ニュースでは、6月23日が「沖縄慰霊の日」だということを知らない人が日本人の7割にのぼるとしきりと言っていた。

そらそうやろ?年に一回、この日だけに話題にするのだから。だって、辺野古のことも高江のことも、今離島に次々に作られている物騒な軍事施設のことも、普段ニュースにならないじゃない。

慰霊の日を知らない人が増えてることが問題だとか言っている暇があったら、今、慰霊の日までの5日間、ハンガーストライキをしている具志堅隆松(ぐしけんたかまつ)さんを取材してほしかった。今回のハンガーストライキは初めてではなくて、2度目だからお身体のことも心配だ。

具志堅隆松さんは、ガフマヤーと言われる遺骨を掘る人だ。沖縄戦で亡くなり放置されている遺骨を掘り、ご家族の元にお返しする活動をしている。その具志堅さんの訴えは、辺野古新基地建設の埋め立ての為に、遺骨の含まれる沖縄南部の土を使わないでほしいということだ。

県は厳しい条件をつけ、業者も遺骨があると思われる表層の土はどかしておいて、後で戻すということを言っている。

しかし、具志堅さんが言うには、遺骨は表層の土だけでなく地中深くまで含まれるし、第一土を掘り返すと、遺骨収集が出来なくなってしまうのだ。

遺骨収集は、状態をよく観察することから始まる。遺骨の身元を特定するために、<遺骨から得られる情報><持ち物から得られる情報><出土場所から得られる情報>を手探りで集めてどんな人物だったかを浮かび上がらせるという。遺骨の傍に名前入りの万年筆があるかもしれない。なのに、ショベルカーで掘り返してしまっては、大事な証拠がなくなってしまう。どれがだれの遺骨かもわからなくなってしまう。

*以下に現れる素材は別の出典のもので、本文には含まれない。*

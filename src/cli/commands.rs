use std::io::{self, Write};
use std::path::PathBuf;
use std::time::Instant;

use anyhow::{anyhow, bail, Context};
use clap::{Parser, Subcommand};
use serde::Serialize;
use tracing::{error, info, warn};

use crate::config::{load_routes, required_value_from, RuntimeConfig};
use crate::factory::combine;
use crate::matcher::RoutePatternMatcher;
use crate::parser::{parse, parse_with};
use crate::pattern::{NameMap, NoPolicies, PatternSummary, RequiredValues, RouteValues};
use crate::transform::substitute_required_values;

/// Command-line interface for routepat
///
/// Parses, matches, combines and checks route templates.
#[derive(Parser)]
#[command(name = "routepat")]
#[command(about = "Route template compiler and matcher", long_about = None)]
#[command(version)]
pub struct Cli {
    /// The subcommand to execute
    #[command(subcommand)]
    pub command: Commands,
}

/// Available CLI commands
#[derive(Subcommand)]
pub enum Commands {
    /// Parse a template and print its structure as JSON
    Parse {
        /// Route template, e.g. "{controller=Home}/{action=Index}/{id?}"
        template: String,
    },
    /// Match request paths against a template
    Match {
        /// Route template
        template: String,

        /// Request paths to match
        #[arg(required = true)]
        paths: Vec<String>,

        /// Extra or overriding default (repeatable)
        #[arg(short, long = "default", value_name = "KEY=VALUE", value_parser = parse_key_value)]
        defaults: Vec<(String, String)>,
    },
    /// Derive a pattern with required values substituted
    Substitute {
        /// Route template
        template: String,

        /// Required value (repeatable). `key=` is empty, `key=*any*` is any
        #[arg(short, long = "require", value_name = "KEY=VALUE", value_parser = parse_key_value)]
        required: Vec<(String, String)>,

        /// Out-of-line default applied before substitution (repeatable)
        #[arg(short, long = "default", value_name = "KEY=VALUE", value_parser = parse_key_value)]
        defaults: Vec<(String, String)>,
    },
    /// Append one template to another
    Combine {
        /// Left template
        left: String,
        /// Right template
        right: String,
    },
    /// Validate every route in a route file (YAML, TOML or JSON)
    Check {
        /// Path to the route file
        #[arg(short, long)]
        routes: PathBuf,
    },
}

fn parse_key_value(text: &str) -> Result<(String, String), String> {
    let (key, value) = text
        .split_once('=')
        .ok_or_else(|| format!("expected KEY=VALUE, got '{text}'"))?;
    if key.is_empty() {
        return Err(format!("empty key in '{text}'"));
    }
    Ok((key.to_string(), value.to_string()))
}

#[derive(Serialize)]
struct MatchReport<'a> {
    path: &'a str,
    matched: bool,
    #[serde(skip_serializing_if = "Option::is_none")]
    values: Option<RouteValues>,
    duration_us: u128,
}

#[derive(Serialize)]
struct CheckReport<'a> {
    route: &'a str,
    template: &'a str,
    #[serde(skip_serializing_if = "Option::is_none")]
    pattern: Option<PatternSummary>,
    #[serde(skip_serializing_if = "Option::is_none")]
    error: Option<String>,
}

/// Run the CLI, writing results to stdout.
///
/// # Errors
///
/// Returns an error for invalid templates, unreadable route files, paths
/// that match nothing, and impossible substitutions.
pub fn run_cli(cli: Cli) -> anyhow::Result<()> {
    let config = RuntimeConfig::from_env();
    let stdout = io::stdout();
    execute(&cli.command, &config, &mut stdout.lock())
}

/// Run one command against an arbitrary writer.
///
/// # Errors
///
/// Same as [`run_cli`].
pub fn execute(command: &Commands, config: &RuntimeConfig, out: &mut dyn Write) -> anyhow::Result<()> {
    match command {
        Commands::Parse { template } => {
            let pattern = parse(template)?;
            write_json(out, &pattern.summary())
        }
        Commands::Match {
            template,
            paths,
            defaults,
        } => {
            let pattern = parse(template)?;
            let mut effective = pattern.defaults().clone();
            effective.extend(defaults.iter().map(|(k, v)| (k.as_str(), v.clone())));
            let matcher = RoutePatternMatcher::new(&pattern, effective);

            let mut reports = Vec::with_capacity(paths.len());
            for path in paths {
                let start = Instant::now();
                let values = matcher.try_match(path);
                let elapsed = start.elapsed();
                if elapsed > config.slow_match {
                    warn!(
                        template = %template,
                        path = %path,
                        duration_us = elapsed.as_micros(),
                        threshold_us = config.slow_match.as_micros(),
                        "Slow route matching detected"
                    );
                } else {
                    info!(
                        template = %template,
                        path = %path,
                        matched = values.is_some(),
                        duration_us = elapsed.as_micros(),
                        "Route match attempt"
                    );
                }
                reports.push(MatchReport {
                    path,
                    matched: values.is_some(),
                    values,
                    duration_us: elapsed.as_micros(),
                });
            }
            write_json(out, &reports)?;
            if reports.iter().all(|r| !r.matched) {
                bail!("no path matched '{template}'");
            }
            Ok(())
        }
        Commands::Substitute {
            template,
            required,
            defaults,
        } => {
            let defaults: NameMap<String> = defaults
                .iter()
                .map(|(k, v)| (k.as_str(), v.clone()))
                .collect();
            let pattern = parse_with(
                template,
                defaults,
                NameMap::new(),
                RequiredValues::new(),
            )?;
            let required: RequiredValues = required
                .iter()
                .map(|(k, v)| (k.as_str(), required_value_from(Some(v.as_str()))))
                .collect();
            let derived = substitute_required_values(&pattern, &required, &NoPolicies)
                .ok_or_else(|| anyhow!("required values cannot be substituted into '{template}'"))?;
            write_json(out, &derived.summary())
        }
        Commands::Combine { left, right } => {
            let left = parse(left)?;
            let right = parse(right)?;
            let combined = combine(Some(&left), &right)?;
            write_json(out, &combined.summary())
        }
        Commands::Check { routes } => {
            let file = load_routes(routes)?;
            let mut failures = 0usize;
            let mut reports = Vec::with_capacity(file.routes.len());
            for definition in &file.routes {
                match definition.to_pattern() {
                    Ok(pattern) => {
                        info!(
                            route = %definition.label(),
                            parameters = pattern.parameter_count(),
                            inbound_precedence = pattern.inbound_precedence(),
                            "Route template accepted"
                        );
                        reports.push(CheckReport {
                            route: definition.label(),
                            template: &definition.template,
                            pattern: Some(pattern.summary()),
                            error: None,
                        });
                    }
                    Err(e) => {
                        error!(route = %definition.label(), error = %e, "Route template rejected");
                        failures += 1;
                        reports.push(CheckReport {
                            route: definition.label(),
                            template: &definition.template,
                            pattern: None,
                            error: Some(e.to_string()),
                        });
                    }
                }
            }
            write_json(out, &reports)?;
            if failures > 0 {
                bail!(
                    "{failures} of {} routes in {} are invalid",
                    file.routes.len(),
                    routes.display()
                );
            }
            Ok(())
        }
    }
}

fn write_json<T: Serialize>(out: &mut dyn Write, value: &T) -> anyhow::Result<()> {
    serde_json::to_writer_pretty(&mut *out, value).context("failed to write JSON output")?;
    writeln!(out)?;
    Ok(())
}
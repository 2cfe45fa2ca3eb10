use std::hint::black_box;

use criterion::{criterion_group, criterion_main, Criterion};
use routepat::{
    parse, substitute_required_values, NoPolicies, RequiredValue, RequiredValues,
    RoutePatternMatcher,
};

const TEMPLATES: [&str; 5] = [
    "{controller=Home}/{action=Index}/{id?}",
    "api/v1/users/{id:int}/posts/{post}",
    "files/{**path}",
    "{year}-{month}-{day}/{slug}.{format?}",
    "zoo/{category}/animals/{id}/habitats/{habitat_id}/sections/{section_id}",
];

fn bench_parse(c: &mut Criterion) {
    c.bench_function("template_parse", |b| {
        b.iter(|| {
            for template in TEMPLATES {
                black_box(parse(black_box(template)).ok());
            }
        })
    });
}

fn bench_match(c: &mut Criterion) {
    let matchers: Vec<RoutePatternMatcher> = TEMPLATES
        .iter()
        .filter_map(|t| parse(t).ok())
        .map(|p| RoutePatternMatcher::new(&p, p.defaults().clone()))
        .collect();
    let paths = [
        "/",
        "/Store/Edit/17",
        "/api/v1/users/42/posts/hello",
        "/files/css/site/main.css",
        "/2024-01-31/release-notes.html",
        "/zoo/cats/animals/123/habitats/88/sections/5",
    ];
    c.bench_function("route_match", |b| {
        b.iter(|| {
            for matcher in &matchers {
                for path in paths {
                    black_box(matcher.try_match(black_box(path)));
                }
            }
        })
    });
}

fn bench_substitute(c: &mut Criterion) {
    let pattern =
        parse("{area}/{controller=Home}/{action=Index}/{id?}").expect("failed to parse template");
    let mut required = RequiredValues::new();
    required.insert("area", RequiredValue::value("Admin"));
    required.insert("controller", RequiredValue::value("Store"));
    required.insert("action", RequiredValue::Any);
    c.bench_function("required_value_substitution", |b| {
        b.iter(|| black_box(substitute_required_values(&pattern, &required, &NoPolicies)))
    });
}

criterion_group!(benches, bench_parse, bench_match, bench_substitute);
criterion_main!(benches);
use serde::Serialize;
use std::fmt;
use std::sync::Arc;

use super::part::{ParameterKind, ParameterPart, Part, PathSegment};
use super::policy::PolicyReference;
use super::precedence::PrecedenceScorer;
use super::values::{eq_ignore_case, NameMap, RequiredValues};

/// Per-name policy lists, stored as shared slices so segment parts and the
/// pattern-level map can point at the same list.
pub type PolicyMap = NameMap<Arc<[PolicyReference]>>;

/// Immutable parsed route pattern.
///
/// Every field is shared behind `Arc`, so cloning a pattern is cheap and
/// derived patterns reuse the pieces they did not change.
#[derive(Debug, Clone, PartialEq)]
pub struct RoutePattern {
    raw_text: Option<Arc<str>>,
    segments: Arc<[PathSegment]>,
    /// `(segment index, part index)` of every parameter in template order
    parameter_slots: Arc<[(usize, usize)]>,
    defaults: Arc<NameMap<String>>,
    policies: Arc<PolicyMap>,
    required_values: Arc<RequiredValues>,
    inbound_precedence: f64,
    outbound_precedence: f64,
}

impl RoutePattern {
    /// Assemble a pattern from already validated pieces.
    pub(crate) fn from_parts(
        raw_text: Option<Arc<str>>,
        segments: Arc<[PathSegment]>,
        defaults: NameMap<String>,
        policies: PolicyMap,
        required_values: RequiredValues,
        scorer: &dyn PrecedenceScorer,
    ) -> Self {
        let parameter_slots = locate_parameters(&segments);
        let inbound_precedence = scorer.inbound(&segments);
        let outbound_precedence = scorer.outbound(&segments);
        Self {
            raw_text,
            segments,
            parameter_slots,
            defaults: Arc::new(defaults),
            policies: Arc::new(policies),
            required_values: Arc::new(required_values),
            inbound_precedence,
            outbound_precedence,
        }
    }

    /// Copy of this pattern with new defaults, segments and required values.
    ///
    /// The segment structure (part kinds and positions) must be unchanged, so
    /// the parameter slots and precedence carry over.
    pub(crate) fn with_substitution(
        &self,
        defaults: Option<NameMap<String>>,
        segments: Option<Arc<[PathSegment]>>,
        required_values: RequiredValues,
    ) -> Self {
        Self {
            raw_text: self.raw_text.clone(),
            segments: segments.unwrap_or_else(|| Arc::clone(&self.segments)),
            parameter_slots: Arc::clone(&self.parameter_slots),
            defaults: defaults.map_or_else(|| Arc::clone(&self.defaults), Arc::new),
            policies: Arc::clone(&self.policies),
            required_values: Arc::new(required_values),
            inbound_precedence: self.inbound_precedence,
            outbound_precedence: self.outbound_precedence,
        }
    }

    /// Template text the pattern was parsed from, if any.
    #[must_use]
    pub fn raw_text(&self) -> Option<&str> {
        self.raw_text.as_deref()
    }

    #[must_use]
    pub fn segments(&self) -> &[PathSegment] {
        &self.segments
    }

    pub(crate) fn shared_segments(&self) -> &Arc<[PathSegment]> {
        &self.segments
    }

    /// All parameter parts in template order.
    pub fn parameters(&self) -> impl Iterator<Item = &ParameterPart> + '_ {
        self.parameter_slots
            .iter()
            .filter_map(|&(s, p)| self.segments[s].parts[p].as_parameter())
    }

    #[must_use]
    pub fn parameter_count(&self) -> usize {
        self.parameter_slots.len()
    }

    /// Parameter with the given name, compared ignoring case.
    #[must_use]
    pub fn parameter(&self, name: &str) -> Option<&ParameterPart> {
        self.parameters().find(|p| eq_ignore_case(&p.name, name))
    }

    /// `(segment index, part index)` of the named parameter.
    #[must_use]
    pub fn parameter_location(&self, name: &str) -> Option<(usize, usize)> {
        self.parameter_slots.iter().copied().find(|&(s, p)| {
            self.segments[s].parts[p]
                .as_parameter()
                .is_some_and(|param| eq_ignore_case(&param.name, name))
        })
    }

    #[must_use]
    pub fn defaults(&self) -> &NameMap<String> {
        &self.defaults
    }

    #[must_use]
    pub fn policies(&self) -> &PolicyMap {
        &self.policies
    }

    #[must_use]
    pub fn required_values(&self) -> &RequiredValues {
        &self.required_values
    }

    #[must_use]
    pub fn inbound_precedence(&self) -> f64 {
        self.inbound_precedence
    }

    #[must_use]
    pub fn outbound_precedence(&self) -> f64 {
        self.outbound_precedence
    }

    /// Serializable view used for JSON output.
    #[must_use]
    pub fn summary(&self) -> PatternSummary {
        PatternSummary {
            raw_text: self.raw_text.as_deref().map(str::to_string),
            rendered: self.to_string(),
            segments: self
                .segments
                .iter()
                .map(|s| s.parts().iter().map(PartSummary::from).collect())
                .collect(),
            defaults: (*self.defaults).clone(),
            policies: self
                .policies
                .iter()
                .map(|(k, v)| (k, v.iter().map(ToString::to_string).collect()))
                .collect(),
            required_values: (*self.required_values).clone(),
            inbound_precedence: self.inbound_precedence,
            outbound_precedence: self.outbound_precedence,
        }
    }
}

/// Renders the segments as template text, braces re-escaped.
impl fmt::Display for RoutePattern {
    fn fmt(&self, f: &mut fmt::Formatter<'_>) -> fmt::Result {
        for (i, segment) in self.segments.iter().enumerate() {
            if i > 0 {
                f.write_str("/")?;
            }
            segment.fmt(f)?;
        }
        Ok(())
    }
}

fn locate_parameters(segments: &[PathSegment]) -> Arc<[(usize, usize)]> {
    segments
        .iter()
        .enumerate()
        .flat_map(|(s, segment)| {
            segment
                .parts
                .iter()
                .enumerate()
                .filter(|(_, part)| part.is_parameter())
                .map(move |(p, _)| (s, p))
        })
        .collect()
}

#[derive(Debug, Clone, Serialize)]
pub struct PatternSummary {
    pub raw_text: Option<String>,
    pub rendered: String,
    pub segments: Vec<Vec<PartSummary>>,
    pub defaults: NameMap<String>,
    pub policies: NameMap<Vec<String>>,
    pub required_values: RequiredValues,
    pub inbound_precedence: f64,
    pub outbound_precedence: f64,
}

#[derive(Debug, Clone, Serialize)]
#[serde(tag = "type", rename_all = "snake_case")]
pub enum PartSummary {
    Literal {
        text: String,
    },
    Separator {
        text: String,
    },
    Parameter {
        name: String,
        kind: ParameterKind,
        default: Option<String>,
        policies: Vec<String>,
        encode_slashes: bool,
    },
}

impl From<&Part> for PartSummary {
    fn from(part: &Part) -> Self {
        match part {
            Part::Literal(t) => PartSummary::Literal { text: t.to_string() },
            Part::Separator(t) => PartSummary::Separator { text: t.to_string() },
            Part::Parameter(p) => PartSummary::Parameter {
                name: p.name().to_string(),
                kind: p.kind(),
                default: p.default_value().map(str::to_string),
                policies: p.policies().iter().map(ToString::to_string).collect(),
                encode_slashes: p.encode_slashes(),
            },
        }
    }
}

ネット番組ではハンガーストライキ中の具志堅さんのインタビューを見ることが出来た。具志堅さんは「辺野古の埋め立てに使うからとかいう問題はさておき、なんに使おうと遺骨に対する冒とくだということ。許されないことだということをわかってほしい。」と訴えていた。もちろん基地建設に使われようとしていることが、戦争によって亡くなった方に対する冒とくであることは確かなのだけれど、辺野古基地建設賛成の人だって、こんなことは許されないとわかってほしいという思いが溢れていた。

この本を読むと、遺骨が具志堅さんに見つけてもらって喜んでいるようにさえ思える。具志堅さんは遺骨の状態から、どのような亡くなり方をしたのかを推測してゆく。遺骨は多くを語るのだ。水筒に伸ばした手の骨。上半身が吹き飛んでいることから手りゅう弾で自決したと思われる遺骨。うつ伏せで何体も並んで出て来た遺骨、その骨の向きや状態からケガをした人を寝かしていたと考える。などなど。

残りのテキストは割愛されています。